(1968) Revue de Belles-Lettres, articles (1926–1968) « Quatre incidents (avril 1927) » pp. 151-153

Quatre incidents (avril 1927)l

La maîtresse d’École

Au printemps pur comme une joue, École errait, École suivait une femme dans les rues tant soit peu métaphysiques d’une capitale de mes songes. On exigeait d’une saison de marque de tels soupirs, d’ailleurs invraisemblables, qu’à leurs reflets se fussent évanouis des arcs-en-ciel de névroses dans tous les poèmes où détresse rimait avec maîtresse. École savait le mythe du voyage, et qu’on ne manque pas le train bleu d’un désir. Elle était donc venue. Il la suivait entre les devantures qui se passaient de l’une à l’autre deux séries de profils jusqu’au soleil toujours de face. Il ne vit plus que la foule des yeux bleus, son éblouissement. Soudain la voici, elle descend à sa rencontre parmi les éclairs d’un luxe mécanique, le visage dans sa fourrure. Elle découvre en passant près de lui le sourire d’amitié mortel de tout ce qui n’arrive jamais. Il s’est trompé, ce n’est pas elle.

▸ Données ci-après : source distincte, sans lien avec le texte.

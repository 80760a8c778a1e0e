//! Solution representation for the asset assignment problem.

use crate::problem::Problem;
use serde::{Deserialize, Serialize};
use std::fmt;

/// A dense 0/1 matrix stored row-major.
///
/// Rows and columns are not required to hold exactly one entry; broken
/// matrices are representable so the evaluator can measure how far a
/// candidate is from feasibility.
#[derive(Clone, PartialEq, Eq, Serialize, Deserialize)]
pub struct BinaryMatrix {
    rows: usize,
    cols: usize,
    cells: Vec<bool>,
}

impl BinaryMatrix {
    /// Create an all-zero matrix.
    pub fn zeros(rows: usize, cols: usize) -> Self {
        BinaryMatrix {
            rows,
            cols,
            cells: vec![false; rows * cols],
        }
    }

    /// Build a matrix from nested rows of 0/1 values.
    ///
    /// Returns `None` when the rows are ragged.
    pub fn from_rows(rows: &[Vec<u8>]) -> Option<Self> {
        let cols = rows.first().map_or(0, |row| row.len());
        if rows.iter().any(|row| row.len() != cols) {
            return None;
        }

        let cells = rows.iter().flatten().map(|&v| v != 0).collect();
        Some(BinaryMatrix {
            rows: rows.len(),
            cols,
            cells,
        })
    }

    pub fn rows(&self) -> usize {
        self.rows
    }

    pub fn cols(&self) -> usize {
        self.cols
    }

    pub fn get(&self, row: usize, col: usize) -> bool {
        self.cells[row * self.cols + col]
    }

    pub fn set(&mut self, row: usize, col: usize, value: bool) {
        self.cells[row * self.cols + col] = value;
    }

    /// Zero every entry of a row.
    pub fn clear_row(&mut self, row: usize) {
        let start = row * self.cols;
        self.cells[start..start + self.cols].fill(false);
    }

    /// Zero every entry of a column.
    pub fn clear_col(&mut self, col: usize) {
        for row in 0..self.rows {
            self.set(row, col, false);
        }
    }

    pub fn row_sum(&self, row: usize) -> usize {
        self.row_ones(row).count()
    }

    pub fn col_sum(&self, col: usize) -> usize {
        self.col_ones(col).count()
    }

    /// Column indices of the set entries of a row.
    pub fn row_ones(&self, row: usize) -> impl Iterator<Item = usize> + '_ {
        let start = row * self.cols;
        self.cells[start..start + self.cols]
            .iter()
            .enumerate()
            .filter(|&(_, &v)| v)
            .map(|(col, _)| col)
    }

    /// Row indices of the set entries of a column.
    pub fn col_ones(&self, col: usize) -> impl Iterator<Item = usize> + '_ {
        (0..self.rows).filter(move |&row| self.get(row, col))
    }

    /// The matrix as nested rows of 0/1 values.
    pub fn to_rows(&self) -> Vec<Vec<u8>> {
        self.cells
            .chunks(self.cols.max(1))
            .take(self.rows)
            .map(|row| row.iter().map(|&v| v as u8).collect())
            .collect()
    }
}

impl fmt::Debug for BinaryMatrix {
    fn fmt(&self, f: &mut fmt::Formatter<'_>) -> fmt::Result {
        f.debug_list().entries(self.to_rows()).finish()
    }
}

/// A complete candidate assignment: the (X, Y, H) triple.
///
/// Moves never mutate a solution another candidate can see; operators
/// clone, apply their change and hand back an independent value.
#[derive(Clone, PartialEq, Eq, Serialize, Deserialize)]
pub struct Solution {
    /// Assignment matrix X (n x m): asset `i` is attached to base `j`.
    pub x: BinaryMatrix,
    /// Placement matrix Y (m x s): team `k` is stationed at base `j`.
    pub y: BinaryMatrix,
    /// Care matrix H (n x s): asset `i` is serviced by team `k`.
    pub h: BinaryMatrix,
}

impl Solution {
    /// Create an empty solution sized for the given problem.
    pub fn empty(problem: &Problem) -> Self {
        Solution {
            x: BinaryMatrix::zeros(problem.n_assets(), problem.n_bases()),
            y: BinaryMatrix::zeros(problem.n_bases(), problem.n_teams()),
            h: BinaryMatrix::zeros(problem.n_assets(), problem.n_teams()),
        }
    }

    /// Build a solution from explicit per-asset base, per-team base and
    /// per-asset team vectors. `None` leaves a team unplaced.
    pub fn from_assignment(
        problem: &Problem,
        asset_bases: &[usize],
        team_bases: &[Option<usize>],
        asset_teams: &[usize],
    ) -> Self {
        let mut solution = Solution::empty(problem);

        for (asset, &base) in asset_bases.iter().enumerate() {
            solution.x.set(asset, base, true);
        }
        for (team, base) in team_bases.iter().enumerate() {
            if let Some(base) = base {
                solution.y.set(*base, team, true);
            }
        }
        for (asset, &team) in asset_teams.iter().enumerate() {
            solution.h.set(asset, team, true);
        }

        solution
    }

    pub fn n_assets(&self) -> usize {
        self.x.rows()
    }

    pub fn n_bases(&self) -> usize {
        self.x.cols()
    }

    pub fn n_teams(&self) -> usize {
        self.y.cols()
    }

    /// The first base the asset is attached to, if any.
    pub fn base_of_asset(&self, asset: usize) -> Option<usize> {
        self.x.row_ones(asset).next()
    }

    /// The first team serving the asset, if any.
    pub fn team_of_asset(&self, asset: usize) -> Option<usize> {
        self.h.row_ones(asset).next()
    }

    /// The first base the team is stationed at, if any.
    pub fn base_of_team(&self, team: usize) -> Option<usize> {
        self.y.col_ones(team).next()
    }

    /// Teams stationed at a base, in index order.
    pub fn teams_at_base(&self, base: usize) -> Vec<usize> {
        self.y.row_ones(base).collect()
    }

    pub fn base_has_team(&self, base: usize) -> bool {
        self.y.row_ones(base).next().is_some()
    }

    /// Bases hosting at least one team, in index order.
    pub fn hosting_bases(&self) -> Vec<usize> {
        (0..self.n_bases())
            .filter(|&base| self.base_has_team(base))
            .collect()
    }

    /// Bases hosting no team, in index order.
    pub fn empty_bases(&self) -> Vec<usize> {
        (0..self.n_bases())
            .filter(|&base| !self.base_has_team(base))
            .collect()
    }

    /// Teams stationed at some base, in index order.
    pub fn placed_teams(&self) -> Vec<usize> {
        (0..self.n_teams())
            .filter(|&team| self.base_of_team(team).is_some())
            .collect()
    }

    /// Assets serviced by a team, in index order.
    pub fn assets_of_team(&self, team: usize) -> Vec<usize> {
        self.h.col_ones(team).collect()
    }

    /// Number of assets each team serves.
    pub fn team_loads(&self) -> Vec<usize> {
        (0..self.n_teams()).map(|team| self.h.col_sum(team)).collect()
    }

    /// Number of assets attached to each base.
    pub fn assets_per_base(&self) -> Vec<usize> {
        (0..self.n_bases()).map(|base| self.x.col_sum(base)).collect()
    }

    /// Number of teams stationed at each base.
    pub fn teams_per_base(&self) -> Vec<usize> {
        (0..self.n_bases()).map(|base| self.y.row_sum(base)).collect()
    }

    /// Attach an asset to a base and a team, detaching it from any previous ones.
    pub fn move_asset(&mut self, asset: usize, base: usize, team: usize) {
        self.x.clear_row(asset);
        self.x.set(asset, base, true);
        self.h.clear_row(asset);
        self.h.set(asset, team, true);
    }

    /// Reassign an asset to another team without touching its base.
    pub fn set_team(&mut self, asset: usize, team: usize) {
        self.h.clear_row(asset);
        self.h.set(asset, team, true);
    }

    /// Move a team to a base, dragging the base attachment of every asset it
    /// serves along with it.
    pub fn relocate_team(&mut self, team: usize, base: usize) {
        self.y.clear_col(team);
        self.y.set(base, team, true);

        for asset in self.assets_of_team(team) {
            self.x.clear_row(asset);
            self.x.set(asset, base, true);
        }
    }
}

impl fmt::Debug for Solution {
    fn fmt(&self, f: &mut fmt::Formatter<'_>) -> fmt::Result {
        writeln!(f, "Solution:")?;
        writeln!(f, "  Assets: {}", self.n_assets())?;
        writeln!(f, "  Bases: {}", self.n_bases())?;
        writeln!(f, "  Teams: {}", self.n_teams())?;

        for team in 0..self.n_teams() {
            match self.base_of_team(team) {
                Some(base) => writeln!(
                    f,
                    "  Team {} @ base {}: {:?}",
                    team,
                    base,
                    self.assets_of_team(team)
                )?,
                None => writeln!(f, "  Team {} unplaced", team)?,
            }
        }

        Ok(())
    }
}
//! Constructive heuristic for the initial solution.
//!
//! Teams are placed on central bases, every asset goes to the nearest base
//! hosting a team, and within that base to the least loaded team. The result
//! attaches every asset to exactly one base and one team but may leave some
//! teams under the minimum load; local search is expected to repair that.

use crate::error::Error;
use crate::objective::violation_breakdown;
use crate::problem::Problem;
use crate::solution::Solution;
use itertools::Itertools;
use log::debug;
use rand::Rng;
use std::cmp::Ordering;

/// Number of most central bases that receive the concentrated placements.
const CENTRAL_BASES: usize = 4;

/// Build an initial solution.
pub fn generate_initial<R: Rng>(problem: &Problem, rng: &mut R) -> Result<Solution, Error> {
    let mut solution = Solution::empty(problem);

    let ranked = problem.bases_by_centrality();
    place_teams(&mut solution, &ranked, rng);

    let hosting = solution.hosting_bases();
    if hosting.is_empty() {
        return Err(Error::InfeasibleConstruction(
            "no base hosts a team".to_string(),
        ));
    }

    for asset in 0..problem.n_assets() {
        let base = nearest_base(problem, asset, &hosting);
        solution.x.set(asset, base, true);
    }

    balance_teams(&mut solution);

    let breakdown = violation_breakdown(problem, &solution);
    if !breakdown.is_structurally_sound() {
        return Err(Error::InfeasibleConstruction(format!(
            "constructed solution breaks structural rules: {:?}",
            breakdown
        )));
    }

    debug!(
        "Constructed initial solution: {} hosting bases, load violation {:.1}",
        hosting.len(),
        breakdown.minimum_team_load
    );

    Ok(solution)
}

/// Place every team on a ranked base: half the draws concentrate on the most
/// central bases, the rest spread over the full ranking.
fn place_teams<R: Rng>(solution: &mut Solution, ranked: &[usize], rng: &mut R) {
    let central = CENTRAL_BASES.min(ranked.len());

    for team in 0..solution.n_teams() {
        let base = if rng.gen_bool(0.5) {
            ranked[team % central]
        } else {
            ranked[team % ranked.len()]
        };
        solution.y.set(base, team, true);
    }
}

fn nearest_base(problem: &Problem, asset: usize, hosting: &[usize]) -> usize {
    hosting
        .iter()
        .copied()
        .min_by(|&a, &b| {
            problem
                .distance(asset, a)
                .partial_cmp(&problem.distance(asset, b))
                .unwrap_or(Ordering::Equal)
        })
        .unwrap_or(hosting[0])
}

/// Give every attached asset to the least loaded team of its base.
fn balance_teams(solution: &mut Solution) {
    let mut loads = vec![0usize; solution.n_teams()];

    for asset in 0..solution.n_assets() {
        let Some(base) = solution.base_of_asset(asset) else {
            continue;
        };

        let teams = solution.teams_at_base(base);
        if let Some(position) = teams.iter().position_min_by_key(|&&team| loads[team]) {
            let team = teams[position];
            solution.h.set(asset, team, true);
            loads[team] += 1;
        }
    }
}
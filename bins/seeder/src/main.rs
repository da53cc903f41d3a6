//! Demo data seeder.
//!
//! Replaces the contents of `ar_invoices` and `ap_invoices` with a fixed set of
//! invoices dated relative to today, so every aging bucket and status shows up.
//!
//! Usage: cargo run --bin seeder

use chrono::Utc;

use arap_core::invoice::InvoiceLedger;
use arap_db::fixtures::{clear_invoices, demo_invoices, insert_invoices};
use arap_shared::AppConfig;

#[tokio::main]
async fn main() -> anyhow::Result<()> {
    dotenvy::dotenv().ok();

    let config = AppConfig::load()?;

    println!("Connecting to warehouse...");
    let db = arap_db::connect_with(&config.warehouse).await?;

    let today = Utc::now().date_naive();
    for ledger in [InvoiceLedger::Receivables, InvoiceLedger::Payables] {
        let removed = clear_invoices(&db, ledger).await?;
        if removed > 0 {
            println!("  Removed {removed} existing {ledger} invoices");
        }

        let invoices = demo_invoices(ledger, today);
        let inserted = insert_invoices(&db, ledger, &invoices).await?;
        println!("Seeded {inserted} {ledger} invoices");
    }

    println!("Seeding complete!");
    Ok(())
}
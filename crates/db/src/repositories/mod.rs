//! Repository abstractions for data access.
//!
//! Repositories provide a clean interface for warehouse reads,
//! hiding the `SeaORM` implementation details from the rest of the application.

pub mod invoice;

pub use invoice::{InvoiceRecord, InvoiceRepository};
//! Application configuration management.

use serde::{Deserialize, Serialize};

use crate::error::AppResult;

/// Application configuration.
#[derive(Debug, Clone, Deserialize)]
pub struct AppConfig {
    /// Server configuration.
    #[serde(default)]
    pub server: ServerConfig,
    /// Warehouse (invoice source) configuration.
    pub warehouse: WarehouseConfig,
    /// Report calculation settings.
    #[serde(default)]
    pub report: ReportConfig,
}

/// Server configuration.
#[derive(Debug, Clone, Deserialize)]
pub struct ServerConfig {
    /// Host to bind to.
    #[serde(default = "default_host")]
    pub host: String,
    /// Port to listen on.
    #[serde(default = "default_port")]
    pub port: u16,
}

impl Default for ServerConfig {
    fn default() -> Self {
        Self {
            host: default_host(),
            port: default_port(),
        }
    }
}

fn default_host() -> String {
    "0.0.0.0".to_string()
}

fn default_port() -> u16 {
    8080
}

/// Warehouse connection configuration.
///
/// Credentials travel inside `url`; secret storage is left to the deployment.
#[derive(Debug, Clone, Deserialize)]
pub struct WarehouseConfig {
    /// Database connection URL.
    pub url: String,
    /// Maximum number of connections in the pool.
    #[serde(default = "default_max_connections")]
    pub max_connections: u32,
    /// Minimum number of connections in the pool.
    #[serde(default = "default_min_connections")]
    pub min_connections: u32,
    /// Connect timeout in seconds.
    #[serde(default = "default_connect_timeout")]
    pub connect_timeout_secs: u64,
}

fn default_max_connections() -> u32 {
    10
}

fn default_min_connections() -> u32 {
    1
}

fn default_connect_timeout() -> u64 {
    10
}

/// Which rows feed the mean days outstanding metric.
#[derive(Debug, Clone, Copy, Default, PartialEq, Eq, Serialize, Deserialize)]
#[serde(rename_all = "snake_case")]
pub enum MeanDaysBasis {
    /// Every fetched row, including paid and not-yet-due invoices.
    #[default]
    AllRows,
    /// Only unpaid rows whose due date has passed.
    OverdueOnly,
}

/// Report calculation settings.
#[derive(Debug, Clone, Deserialize)]
pub struct ReportConfig {
    /// Period length used for DSO/DPO.
    #[serde(default = "default_period_days")]
    pub period_days: u32,
    /// Basis for mean days outstanding.
    #[serde(default)]
    pub mean_days_basis: MeanDaysBasis,
    /// Whether the aging pivot carries total row/column.
    #[serde(default = "default_include_totals")]
    pub include_totals: bool,
    /// Trailing window (months) for the trend forecast.
    #[serde(default = "default_forecast_window")]
    pub forecast_window: usize,
}

impl Default for ReportConfig {
    fn default() -> Self {
        Self {
            period_days: default_period_days(),
            mean_days_basis: MeanDaysBasis::default(),
            include_totals: default_include_totals(),
            forecast_window: default_forecast_window(),
        }
    }
}

fn default_period_days() -> u32 {
    30
}

fn default_include_totals() -> bool {
    true
}

fn default_forecast_window() -> usize {
    3
}

impl AppConfig {
    /// Loads configuration from environment and config files.
    ///
    /// # Errors
    ///
    /// Returns `AppError::Config` if a source cannot be read or a required key
    /// (such as `warehouse.url`) is missing.
    pub fn load() -> AppResult<Self> {
        let run_mode = std::env::var("RUN_MODE").unwrap_or_else(|_| "development".to_string());

        let config = config::Config::builder()
            .add_source(config::File::with_name("config/default").required(false))
            .add_source(config::File::with_name(&format!("config/{run_mode}")).required(false))
            .add_source(
                config::Environment::with_prefix("ARAP")
                    .separator("__")
                    .try_parsing(true),
            )
            .build()?;

        Ok(config.try_deserialize()?)
    }
}

#[cfg(test)]
mod tests {
    use super::*;

    #[test]
    fn test_load_from_environment() {
        temp_env::with_vars(
            [
                ("ARAP__WAREHOUSE__URL", Some("postgres://localhost/arap")),
                ("ARAP__REPORT__MEAN_DAYS_BASIS", Some("overdue_only")),
                ("ARAP__SERVER__PORT", Some("9090")),
            ],
            || {
                let config = AppConfig::load().unwrap();
                assert_eq!(config.warehouse.url, "postgres://localhost/arap");
                assert_eq!(config.warehouse.max_connections, 10);
                assert_eq!(config.server.port, 9090);
                assert_eq!(config.report.mean_days_basis, MeanDaysBasis::OverdueOnly);
                assert_eq!(config.report.period_days, 30);
                assert!(config.report.include_totals);
            },
        );
    }

    #[test]
    fn test_missing_warehouse_url_fails() {
        temp_env::with_vars([("ARAP__WAREHOUSE__URL", None::<&str>)], || {
            let err = AppConfig::load().unwrap_err();
            assert!(matches!(err, crate::AppError::Config(_)));
            assert_eq!(err.error_code(), "CONFIG_ERROR");
        });
    }

    #[test]
    fn test_report_defaults() {
        let report = ReportConfig::default();
        assert_eq!(report.period_days, 30);
        assert_eq!(report.forecast_window, 3);
        assert_eq!(report.mean_days_basis, MeanDaysBasis::AllRows);
    }
}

Il pensa que c’était un ange, de ceux qui vont à la recherche des âmes. Aussitôt il téléphone à ceux du paradis : « Qui va à la chasse perd sa place, nous nous comprenons. » On lui offrit immédiatement un fauteuil et un violon, pour qu’il en joue, au printemps, s’il savait …

R.S.V.P.

À Max-Marc-Jean Jacob Reymond.

Une étoile à la boutonnière, le marquis pénétra dans le salon de la duchesse, lui baisa la main et l’abattit d’un coup de revolver. Puis s’en fut avec un tact exquis, qui fut très remarqué. Le duc riait sous une table, complètement ivre, et Bettina lui disait à l’oreille : « Mon chéri, si j’aime la comtesse ? Mais tu es si laid que cela me donne encore plus de plaisir. » Le duc paya et s’enfuit en disant que ce n’était pas lui. L’enterrement aura lieu sans suite.

Suicide du Marquis

Salomon le danseur triste baisa cette main cruelle… et quitta le bal au matin. Il neigeait dans les rues sourdes comme un songe de son enfance. Aux fenêtres du palais s’étoilèrent des halos. Le jour tendre paraissait sous l’égide de la mort. Il vit des fleurs de son enfance, une églantine, quelques roses, un sourire qui perce le cœur sur les glaces du passé. Cet abandon aux fuyantes chansons, et des violons déchirants dans sa tête… Mais le sommeil s’évaporait aux caresses des flocons, plus perfides que des murmures d’adieu. Il tomba parmi les statues, dans l’amitié pensive des jardins. Une fenêtre s’était ouverte et des accords échappés tombaient, les ailes coupées. Puis le silence se reprit à ses songes désolés.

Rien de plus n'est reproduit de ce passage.